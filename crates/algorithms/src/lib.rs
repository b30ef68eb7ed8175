//! # basinmask algorithms
//!
//! Region parsing and basin delineation for basinmask.
//!
//! ## Modules
//!
//! - **region**: region descriptors and `parse_region`
//! - **hydrology**: D8 flow networks, basin labelling, stream order,
//!   basin, sub-basin and interbasin geometry
//! - **vector**: label polygonization and region masks

pub mod hydrology;
pub mod region;
pub mod vector;

mod maybe_rayon;

/// Prelude for convenient imports
pub mod prelude {
    pub use crate::hydrology::{
        get_basin_geometry, label_basins, strahler_order, BasinGeometry, BasinIndex, BasinKind,
        BasinRequest, BasinResolver, D8Encoding, FeatureBasinIndex, FlowNetwork, LayerNames,
        StreamNetworkParams,
    };
    pub use crate::region::{parse_region, Region, RegionDescriptor, RegionKind, RegionParser};
    pub use crate::vector::{polygonize, RegionMask};
    pub use basinmask_core::prelude::*;
}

++++++++++

-- Exercise details --
From the data, collect all lines where the string "algorithms" appears.

-- Finished exercise --
filename crates/algorithms/src/lib.rs
//! # basinmask algorithms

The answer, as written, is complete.